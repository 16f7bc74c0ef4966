use tracing_subscriber::{layer::SubscriberExt, util::SubscriberInitExt, EnvFilter, Layer};

use crate::config::LogFormat;

/// Install the global subscriber. `RUST_LOG` overrides the default `info`
/// level; a second call is a no-op.
pub fn init(format: LogFormat) {
    let filter = EnvFilter::try_from_default_env().unwrap_or_else(|_| EnvFilter::new("info"));
    let fmt = match format {
        LogFormat::Json => tracing_subscriber::fmt::layer()
            .json()
            .with_target(true)
            .boxed(),
        LogFormat::Pretty => tracing_subscriber::fmt::layer().with_target(false).boxed(),
    };
    let _ = tracing_subscriber::registry().with(filter).with(fmt).try_init();
}
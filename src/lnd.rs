//! LND REST client.
//!
//! Every request carries the hex macaroon in `Grpc-Metadata-macaroon`.
//! Streaming endpoints (`/v2/router/send`, `/v2/router/track`,
//! `/v1/invoices/subscribe`) answer with newline delimited JSON objects of the
//! form `{"result": {...}}` or `{"error": {...}}`.

use std::{path::PathBuf, time::Duration};

use anyhow::{Context, Result};
use async_trait::async_trait;
use base64::{engine::general_purpose::STANDARD, Engine};
use futures_util::{Stream, StreamExt};
use serde::Deserialize;
use serde_json::{json, Value};
use tokio::sync::mpsc;
use tracing::{debug, warn};

use crate::lightning::{Invoice, InvoiceState, PayError, PaymentBackend, PaymentOutcome};

#[derive(Debug, Clone)]
pub struct LndConfig {
    /// Base URL of the REST listener, e.g. `https://127.0.0.1:8080`.
    pub host: String,
    pub macaroon_hex: String,
    /// PEM certificate to trust in addition to the system roots.
    pub cert_path: Option<PathBuf>,
    pub pay_timeout: Duration,
    pub fee_limit_msat: u64,
}

pub struct LndClient {
    http: reqwest::Client,
    config: LndConfig,
}

#[derive(Debug, Default, Deserialize)]
#[serde(default)]
struct LndInvoice {
    memo: String,
    r_preimage: String,
    r_hash: String,
    value_msat: String,
    amt_paid_msat: String,
    state: String,
    payment_request: String,
}

#[derive(Debug, Default, Deserialize)]
#[serde(default)]
struct LndPayment {
    payment_hash: String,
    payment_preimage: String,
    status: String,
    failure_reason: String,
}

#[derive(Debug, Default, Deserialize)]
#[serde(default)]
struct AddInvoiceResponse {
    r_hash: String,
    payment_request: String,
}

#[derive(Debug, Default, Deserialize)]
#[serde(default)]
struct PayReq {
    payment_hash: String,
}

/// LND encodes 64-bit integers as JSON strings; missing means zero.
fn parse_msat(s: &str) -> u128 {
    s.parse().unwrap_or_default()
}

/// Bytes fields arrive base64 encoded; hand them out as hex.
fn b64_to_hex(s: &str) -> String {
    STANDARD.decode(s).map(hex::encode).unwrap_or_default()
}

impl LndInvoice {
    fn into_invoice(self) -> Result<Invoice, PayError> {
        let state = InvoiceState::parse(&self.state)
            .ok_or_else(|| PayError::Backend(format!("unknown invoice state `{}`", self.state)))?;
        let preimage = Some(b64_to_hex(&self.r_preimage))
            .filter(|p| !p.is_empty() && state == InvoiceState::Settled);
        Ok(Invoice {
            payment_hash: b64_to_hex(&self.r_hash),
            payment_request: self.payment_request,
            memo: self.memo,
            amount_msat: parse_msat(&self.value_msat),
            amount_paid_msat: parse_msat(&self.amt_paid_msat),
            state,
            preimage,
        })
    }
}

impl LndClient {
    pub fn new(config: LndConfig) -> Result<Self> {
        let mut builder = reqwest::Client::builder().connect_timeout(Duration::from_secs(10));
        if let Some(path) = &config.cert_path {
            let pem = std::fs::read(path)
                .with_context(|| format!("failed to read LND certificate {}", path.display()))?;
            builder = builder.add_root_certificate(reqwest::Certificate::from_pem(&pem)?);
        }
        let mut headers = reqwest::header::HeaderMap::new();
        headers.insert(
            "Grpc-Metadata-macaroon",
            reqwest::header::HeaderValue::from_str(&config.macaroon_hex)
                .context("macaroon is not a valid header value")?,
        );
        let http = builder.default_headers(headers).build()?;
        Ok(Self { http, config })
    }

    fn url(&self, path: &str) -> String {
        format!("{}{}", self.config.host.trim_end_matches('/'), path)
    }

    /// Read streamed payment updates until one reaches a final status.
    async fn first_final_payment<S, B>(mut lines: JsonLines<S>) -> Result<Option<LndPayment>, PayError>
    where
        S: Stream<Item = reqwest::Result<B>> + Unpin,
        B: AsRef<[u8]>,
    {
        while let Some(line) = lines.next_value().await? {
            if let Some(err) = line.get("error") {
                return Err(PayError::Failed(err["message"].as_str().unwrap_or("unknown").to_string()));
            }
            let payment: LndPayment = serde_json::from_value(line["result"].clone())
                .map_err(|e| PayError::Backend(e.to_string()))?;
            match payment.status.as_str() {
                "SUCCEEDED" | "FAILED" => return Ok(Some(payment)),
                other => debug!(status = other, "payment in flight"),
            }
        }
        Ok(None)
    }
}

#[async_trait]
impl PaymentBackend for LndClient {
    async fn generate_invoice(&self, amount_msat: u128, memo: &str) -> Result<Invoice, PayError> {
        let body = json!({ "value_msat": amount_msat.to_string(), "memo": memo });
        let resp: AddInvoiceResponse = self
            .http
            .post(self.url("/v1/invoices"))
            .json(&body)
            .send()
            .await?
            .error_for_status()?
            .json()
            .await?;
        Ok(Invoice {
            payment_hash: b64_to_hex(&resp.r_hash),
            payment_request: resp.payment_request,
            memo: memo.to_string(),
            amount_msat,
            amount_paid_msat: 0,
            state: InvoiceState::Open,
            preimage: None,
        })
    }

    async fn pay_invoice(&self, payment_request: &str) -> Result<PaymentOutcome, PayError> {
        let body = json!({
            "payment_request": payment_request,
            "timeout_seconds": self.config.pay_timeout.as_secs(),
            "fee_limit_msat": self.config.fee_limit_msat.to_string(),
            "allow_self_payment": true,
            "no_inflight_updates": true,
        });
        let resp = self
            .http
            .post(self.url("/v2/router/send"))
            .json(&body)
            .send()
            .await?
            .error_for_status()?;
        let payment = Self::first_final_payment(JsonLines::new(Box::pin(resp.bytes_stream())))
            .await?
            .ok_or_else(|| PayError::Failed("payment stream ended without a result".into()))?;
        if payment.status != "SUCCEEDED" {
            return Err(PayError::Failed(payment.failure_reason));
        }
        Ok(PaymentOutcome {
            payment_hash: payment.payment_hash,
            preimage: payment.payment_preimage,
        })
    }

    async fn lookup_payment(&self, payment_request: &str) -> Result<Option<PaymentOutcome>, PayError> {
        let decoded: PayReq = self
            .http
            .get(self.url(&format!("/v1/payreq/{payment_request}")))
            .send()
            .await?
            .error_for_status()?
            .json()
            .await?;
        let resp = self
            .http
            .get(self.url(&format!(
                "/v2/router/track/{}?no_inflight_updates=true",
                decoded.payment_hash
            )))
            .timeout(self.config.pay_timeout)
            .send()
            .await?;
        // LND answers with an error when the payment was never attempted.
        if !resp.status().is_success() {
            return Ok(None);
        }
        match Self::first_final_payment(JsonLines::new(Box::pin(resp.bytes_stream()))).await {
            Ok(Some(p)) if p.status == "SUCCEEDED" => Ok(Some(PaymentOutcome {
                payment_hash: p.payment_hash,
                preimage: p.payment_preimage,
            })),
            Ok(_) | Err(PayError::Failed(_)) => Ok(None),
            Err(e) => Err(e),
        }
    }

    async fn get_invoice(&self, payment_hash: &str) -> Result<Invoice, PayError> {
        let inv: LndInvoice = self
            .http
            .get(self.url(&format!("/v1/invoice/{payment_hash}")))
            .send()
            .await?
            .error_for_status()?
            .json()
            .await?;
        inv.into_invoice()
    }

    async fn subscribe_invoices(&self) -> Result<mpsc::Receiver<Invoice>, PayError> {
        let resp = self
            .http
            .get(self.url("/v1/invoices/subscribe"))
            .send()
            .await?
            .error_for_status()?;
        let (tx, rx) = mpsc::channel(64);
        tokio::spawn(async move {
            let mut lines = JsonLines::new(Box::pin(resp.bytes_stream()));
            loop {
                let line = match lines.next_value().await {
                    Ok(Some(line)) => line,
                    Ok(None) => break,
                    Err(e) => {
                        warn!(error = %e, "invoice stream failed");
                        break;
                    }
                };
                let inv = serde_json::from_value::<LndInvoice>(line["result"].clone())
                    .map_err(|e| PayError::Backend(e.to_string()))
                    .and_then(LndInvoice::into_invoice);
                match inv {
                    Ok(inv) => {
                        if tx.send(inv).await.is_err() {
                            break;
                        }
                    }
                    Err(e) => warn!(error = %e, "skipping unreadable invoice update"),
                }
            }
            debug!("invoice stream closed");
        });
        Ok(rx)
    }
}

/// Splits a byte stream into newline delimited JSON values.
struct JsonLines<S> {
    stream: S,
    buf: Vec<u8>,
}

impl<S, B> JsonLines<S>
where
    S: Stream<Item = reqwest::Result<B>> + Unpin,
    B: AsRef<[u8]>,
{
    fn new(stream: S) -> Self {
        Self {
            stream,
            buf: Vec::new(),
        }
    }

    async fn next_value(&mut self) -> Result<Option<Value>, PayError> {
        loop {
            if let Some(pos) = self.buf.iter().position(|b| *b == b'\n') {
                let line: Vec<u8> = self.buf.drain(..=pos).collect();
                if line.iter().all(u8::is_ascii_whitespace) {
                    continue;
                }
                return serde_json::from_slice(&line)
                    .map(Some)
                    .map_err(|e| PayError::Backend(e.to_string()));
            }
            match self.stream.next().await {
                Some(chunk) => self.buf.extend_from_slice(chunk?.as_ref()),
                None if self.buf.iter().all(u8::is_ascii_whitespace) => return Ok(None),
                None => {
                    let rest = std::mem::take(&mut self.buf);
                    return serde_json::from_slice(&rest)
                        .map(Some)
                        .map_err(|e| PayError::Backend(e.to_string()));
                }
            }
        }
    }
}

——

What you are asked to do> Take from the listing above each line in which the string "Option" is found.

Result below>
    pub cert_path: Option<PathBuf>,
    async fn first_final_payment<S, B>(mut lines: JsonLines<S>) -> Result<Option<LndPayment>, PayError>
    async fn lookup_payment(&self, payment_request: &str) -> Result<Option<PaymentOutcome>, PayError> {
    async fn next_value(&mut self) -> Result<Option<Value>, PayError> {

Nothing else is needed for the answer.